Problem statement -
Lines that include the string "Some" are the ones to copy from the entries below.

Stored data entries
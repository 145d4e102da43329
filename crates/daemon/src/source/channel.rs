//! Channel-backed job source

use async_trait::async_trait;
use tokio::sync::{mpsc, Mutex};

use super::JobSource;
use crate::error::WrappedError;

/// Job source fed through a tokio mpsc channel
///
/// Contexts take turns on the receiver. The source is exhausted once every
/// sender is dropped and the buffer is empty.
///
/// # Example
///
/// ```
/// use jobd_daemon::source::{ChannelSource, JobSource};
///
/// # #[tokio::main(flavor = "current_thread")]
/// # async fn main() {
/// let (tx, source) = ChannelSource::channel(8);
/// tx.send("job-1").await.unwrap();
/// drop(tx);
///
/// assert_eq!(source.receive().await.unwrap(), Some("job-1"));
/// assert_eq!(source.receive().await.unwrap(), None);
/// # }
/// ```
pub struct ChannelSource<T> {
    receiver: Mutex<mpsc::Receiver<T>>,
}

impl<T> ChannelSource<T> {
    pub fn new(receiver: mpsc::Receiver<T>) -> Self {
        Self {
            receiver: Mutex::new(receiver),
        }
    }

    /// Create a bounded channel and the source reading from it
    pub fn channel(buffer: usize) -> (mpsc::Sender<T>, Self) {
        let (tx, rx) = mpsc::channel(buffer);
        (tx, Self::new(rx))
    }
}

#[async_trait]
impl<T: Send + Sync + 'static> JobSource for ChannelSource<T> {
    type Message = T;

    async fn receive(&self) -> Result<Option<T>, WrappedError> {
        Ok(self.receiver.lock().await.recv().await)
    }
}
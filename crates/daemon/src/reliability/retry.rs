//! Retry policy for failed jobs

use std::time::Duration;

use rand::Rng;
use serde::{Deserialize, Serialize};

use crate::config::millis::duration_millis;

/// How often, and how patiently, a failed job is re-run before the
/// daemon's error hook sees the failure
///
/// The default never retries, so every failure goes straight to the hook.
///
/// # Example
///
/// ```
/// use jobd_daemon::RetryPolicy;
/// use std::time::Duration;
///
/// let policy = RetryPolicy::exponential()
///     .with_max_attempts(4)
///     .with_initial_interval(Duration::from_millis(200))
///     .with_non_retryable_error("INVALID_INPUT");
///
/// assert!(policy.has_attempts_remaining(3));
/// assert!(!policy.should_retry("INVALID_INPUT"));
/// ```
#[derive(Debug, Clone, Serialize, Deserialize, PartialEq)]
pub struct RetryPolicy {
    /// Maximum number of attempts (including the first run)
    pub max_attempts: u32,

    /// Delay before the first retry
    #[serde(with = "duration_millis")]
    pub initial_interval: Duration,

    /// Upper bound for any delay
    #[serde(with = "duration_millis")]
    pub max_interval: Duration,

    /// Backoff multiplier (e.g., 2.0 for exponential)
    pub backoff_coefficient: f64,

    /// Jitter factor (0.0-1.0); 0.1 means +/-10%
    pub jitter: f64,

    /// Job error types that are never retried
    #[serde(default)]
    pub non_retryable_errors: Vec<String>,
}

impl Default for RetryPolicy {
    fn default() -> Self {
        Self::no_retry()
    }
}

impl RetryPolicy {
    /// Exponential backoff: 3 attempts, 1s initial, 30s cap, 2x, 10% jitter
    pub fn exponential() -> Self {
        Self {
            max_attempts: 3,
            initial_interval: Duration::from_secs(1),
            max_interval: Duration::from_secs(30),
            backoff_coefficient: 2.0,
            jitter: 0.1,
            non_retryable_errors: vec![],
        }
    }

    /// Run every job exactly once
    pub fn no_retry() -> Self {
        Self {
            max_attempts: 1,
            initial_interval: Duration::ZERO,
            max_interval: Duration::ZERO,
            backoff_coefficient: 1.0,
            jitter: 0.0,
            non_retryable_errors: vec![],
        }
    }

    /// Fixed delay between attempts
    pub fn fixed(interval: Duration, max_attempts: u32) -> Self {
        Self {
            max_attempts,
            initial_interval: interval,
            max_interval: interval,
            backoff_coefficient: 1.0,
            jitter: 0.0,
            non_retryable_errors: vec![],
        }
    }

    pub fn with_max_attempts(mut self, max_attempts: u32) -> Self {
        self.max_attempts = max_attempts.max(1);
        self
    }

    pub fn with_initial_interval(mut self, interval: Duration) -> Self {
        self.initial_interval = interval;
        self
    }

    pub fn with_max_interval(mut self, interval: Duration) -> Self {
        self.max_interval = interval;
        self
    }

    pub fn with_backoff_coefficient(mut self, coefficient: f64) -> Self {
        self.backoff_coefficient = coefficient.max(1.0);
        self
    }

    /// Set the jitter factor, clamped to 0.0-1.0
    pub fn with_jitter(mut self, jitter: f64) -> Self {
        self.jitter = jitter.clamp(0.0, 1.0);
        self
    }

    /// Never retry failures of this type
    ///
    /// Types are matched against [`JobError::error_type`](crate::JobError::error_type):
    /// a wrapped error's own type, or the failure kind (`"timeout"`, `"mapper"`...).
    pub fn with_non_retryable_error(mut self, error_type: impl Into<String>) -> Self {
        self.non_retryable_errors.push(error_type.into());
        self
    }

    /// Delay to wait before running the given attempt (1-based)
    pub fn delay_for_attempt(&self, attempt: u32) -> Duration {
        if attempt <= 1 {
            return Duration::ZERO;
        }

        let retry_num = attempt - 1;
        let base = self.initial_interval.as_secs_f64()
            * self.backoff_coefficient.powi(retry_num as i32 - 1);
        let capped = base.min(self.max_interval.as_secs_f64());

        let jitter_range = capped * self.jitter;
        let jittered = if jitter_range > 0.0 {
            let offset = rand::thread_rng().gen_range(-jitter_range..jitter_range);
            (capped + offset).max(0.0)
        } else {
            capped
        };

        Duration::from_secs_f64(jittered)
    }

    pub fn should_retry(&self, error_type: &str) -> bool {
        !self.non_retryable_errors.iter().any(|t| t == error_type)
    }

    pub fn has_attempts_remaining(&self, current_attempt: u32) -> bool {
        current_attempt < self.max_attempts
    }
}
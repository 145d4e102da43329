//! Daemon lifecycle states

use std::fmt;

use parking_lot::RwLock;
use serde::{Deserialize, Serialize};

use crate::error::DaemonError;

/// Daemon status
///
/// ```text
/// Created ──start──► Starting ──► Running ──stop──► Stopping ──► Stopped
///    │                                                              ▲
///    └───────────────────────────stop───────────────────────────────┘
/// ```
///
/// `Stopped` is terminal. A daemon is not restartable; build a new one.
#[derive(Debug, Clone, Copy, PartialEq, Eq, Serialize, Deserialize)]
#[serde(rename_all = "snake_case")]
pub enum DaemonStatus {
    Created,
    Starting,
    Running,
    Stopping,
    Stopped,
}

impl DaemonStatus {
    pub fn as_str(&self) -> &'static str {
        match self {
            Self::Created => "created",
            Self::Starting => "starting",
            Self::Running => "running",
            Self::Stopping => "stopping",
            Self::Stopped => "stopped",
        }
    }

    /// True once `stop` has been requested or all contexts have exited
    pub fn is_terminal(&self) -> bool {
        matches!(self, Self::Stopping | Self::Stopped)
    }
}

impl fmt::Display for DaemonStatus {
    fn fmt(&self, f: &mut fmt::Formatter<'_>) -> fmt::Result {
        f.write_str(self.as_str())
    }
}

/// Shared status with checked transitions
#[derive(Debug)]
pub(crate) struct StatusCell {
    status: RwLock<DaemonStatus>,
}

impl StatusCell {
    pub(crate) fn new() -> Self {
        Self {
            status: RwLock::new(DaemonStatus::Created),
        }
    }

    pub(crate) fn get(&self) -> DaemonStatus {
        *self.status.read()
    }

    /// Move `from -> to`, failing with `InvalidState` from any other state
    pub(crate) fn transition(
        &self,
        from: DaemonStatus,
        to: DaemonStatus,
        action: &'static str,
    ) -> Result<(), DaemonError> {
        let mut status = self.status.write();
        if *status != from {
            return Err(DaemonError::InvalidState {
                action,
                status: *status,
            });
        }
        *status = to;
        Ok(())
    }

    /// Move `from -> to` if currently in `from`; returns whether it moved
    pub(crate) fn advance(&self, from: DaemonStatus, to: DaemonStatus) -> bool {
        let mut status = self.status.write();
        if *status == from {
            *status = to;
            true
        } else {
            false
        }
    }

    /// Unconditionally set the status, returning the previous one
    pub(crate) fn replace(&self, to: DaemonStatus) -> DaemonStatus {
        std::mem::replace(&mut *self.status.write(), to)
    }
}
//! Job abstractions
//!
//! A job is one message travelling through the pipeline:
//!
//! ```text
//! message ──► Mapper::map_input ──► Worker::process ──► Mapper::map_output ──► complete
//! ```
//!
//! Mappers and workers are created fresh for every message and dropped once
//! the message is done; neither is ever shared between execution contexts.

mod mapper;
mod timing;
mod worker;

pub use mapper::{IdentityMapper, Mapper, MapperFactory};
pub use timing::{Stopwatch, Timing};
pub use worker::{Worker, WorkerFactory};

...

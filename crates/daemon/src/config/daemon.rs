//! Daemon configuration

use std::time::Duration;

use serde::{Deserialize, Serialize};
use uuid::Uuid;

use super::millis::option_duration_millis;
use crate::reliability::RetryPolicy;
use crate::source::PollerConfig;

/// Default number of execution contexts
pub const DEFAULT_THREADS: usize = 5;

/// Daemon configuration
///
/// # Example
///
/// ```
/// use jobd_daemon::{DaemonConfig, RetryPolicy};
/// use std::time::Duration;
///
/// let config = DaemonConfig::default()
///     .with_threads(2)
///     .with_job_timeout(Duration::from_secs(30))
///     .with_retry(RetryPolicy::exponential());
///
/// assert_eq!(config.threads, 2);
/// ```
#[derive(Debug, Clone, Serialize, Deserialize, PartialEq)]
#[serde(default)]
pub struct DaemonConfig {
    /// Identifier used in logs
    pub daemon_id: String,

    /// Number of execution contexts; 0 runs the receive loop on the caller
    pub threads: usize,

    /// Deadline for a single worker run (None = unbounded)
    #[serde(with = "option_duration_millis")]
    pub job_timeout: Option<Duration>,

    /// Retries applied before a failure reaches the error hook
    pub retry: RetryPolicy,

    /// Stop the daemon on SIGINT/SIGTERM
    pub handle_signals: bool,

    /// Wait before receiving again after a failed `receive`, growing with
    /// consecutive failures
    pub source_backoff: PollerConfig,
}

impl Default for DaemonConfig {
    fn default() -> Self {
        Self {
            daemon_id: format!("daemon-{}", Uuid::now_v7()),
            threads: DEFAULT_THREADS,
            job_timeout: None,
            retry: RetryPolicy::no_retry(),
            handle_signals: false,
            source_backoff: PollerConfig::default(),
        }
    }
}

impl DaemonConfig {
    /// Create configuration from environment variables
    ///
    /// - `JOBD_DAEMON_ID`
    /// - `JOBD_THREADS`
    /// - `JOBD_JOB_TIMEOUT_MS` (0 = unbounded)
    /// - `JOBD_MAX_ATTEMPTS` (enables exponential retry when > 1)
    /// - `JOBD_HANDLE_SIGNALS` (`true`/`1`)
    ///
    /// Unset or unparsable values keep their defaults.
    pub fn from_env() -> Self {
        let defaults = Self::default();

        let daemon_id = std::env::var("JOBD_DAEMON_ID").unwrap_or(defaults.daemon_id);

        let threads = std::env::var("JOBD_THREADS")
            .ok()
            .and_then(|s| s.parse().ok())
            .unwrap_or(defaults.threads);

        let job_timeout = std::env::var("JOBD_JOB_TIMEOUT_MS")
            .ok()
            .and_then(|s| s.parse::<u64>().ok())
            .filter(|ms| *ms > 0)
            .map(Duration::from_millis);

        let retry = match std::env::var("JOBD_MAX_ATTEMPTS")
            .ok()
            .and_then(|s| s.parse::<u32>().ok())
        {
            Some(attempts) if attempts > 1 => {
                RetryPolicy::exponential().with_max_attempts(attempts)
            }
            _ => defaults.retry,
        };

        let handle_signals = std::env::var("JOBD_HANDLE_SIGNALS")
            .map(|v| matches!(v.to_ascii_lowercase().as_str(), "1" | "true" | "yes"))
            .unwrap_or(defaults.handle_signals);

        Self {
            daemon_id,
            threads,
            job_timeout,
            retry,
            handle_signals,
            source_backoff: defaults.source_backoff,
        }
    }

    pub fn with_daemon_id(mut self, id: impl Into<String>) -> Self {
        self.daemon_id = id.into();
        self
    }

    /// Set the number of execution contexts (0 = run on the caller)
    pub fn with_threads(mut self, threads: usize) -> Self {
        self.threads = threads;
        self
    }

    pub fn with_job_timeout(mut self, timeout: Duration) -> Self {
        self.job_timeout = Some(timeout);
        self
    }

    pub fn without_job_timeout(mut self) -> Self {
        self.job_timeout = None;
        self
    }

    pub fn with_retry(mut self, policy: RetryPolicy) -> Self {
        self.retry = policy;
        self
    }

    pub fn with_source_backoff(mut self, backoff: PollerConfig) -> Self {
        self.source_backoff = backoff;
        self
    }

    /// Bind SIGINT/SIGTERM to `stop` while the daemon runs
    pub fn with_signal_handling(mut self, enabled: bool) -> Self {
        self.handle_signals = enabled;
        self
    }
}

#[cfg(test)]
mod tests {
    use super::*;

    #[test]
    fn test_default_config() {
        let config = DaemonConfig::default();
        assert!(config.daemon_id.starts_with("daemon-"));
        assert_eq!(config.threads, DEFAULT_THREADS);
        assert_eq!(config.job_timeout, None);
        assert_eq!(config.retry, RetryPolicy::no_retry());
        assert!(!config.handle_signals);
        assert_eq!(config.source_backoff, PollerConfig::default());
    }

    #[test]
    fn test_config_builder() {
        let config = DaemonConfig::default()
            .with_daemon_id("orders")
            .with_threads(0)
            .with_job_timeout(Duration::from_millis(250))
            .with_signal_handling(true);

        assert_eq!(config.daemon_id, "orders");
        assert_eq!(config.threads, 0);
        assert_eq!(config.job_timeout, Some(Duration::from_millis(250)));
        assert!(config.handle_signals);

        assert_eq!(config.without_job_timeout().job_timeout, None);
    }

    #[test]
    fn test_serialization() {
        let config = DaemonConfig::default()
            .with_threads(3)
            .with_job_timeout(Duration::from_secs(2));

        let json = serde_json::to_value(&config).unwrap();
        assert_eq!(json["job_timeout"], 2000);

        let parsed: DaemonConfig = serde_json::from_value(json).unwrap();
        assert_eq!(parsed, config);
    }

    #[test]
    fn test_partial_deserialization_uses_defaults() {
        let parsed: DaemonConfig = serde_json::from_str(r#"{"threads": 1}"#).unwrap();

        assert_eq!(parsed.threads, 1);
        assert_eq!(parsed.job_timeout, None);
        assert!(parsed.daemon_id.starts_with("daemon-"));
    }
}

Response to the task -
/// assert_eq!(source.receive().await.unwrap(), Some("job-1"));
            Some(attempts) if attempts > 1 => {
        self.job_timeout = Some(timeout);
        assert_eq!(config.job_timeout, Some(Duration::from_millis(250)));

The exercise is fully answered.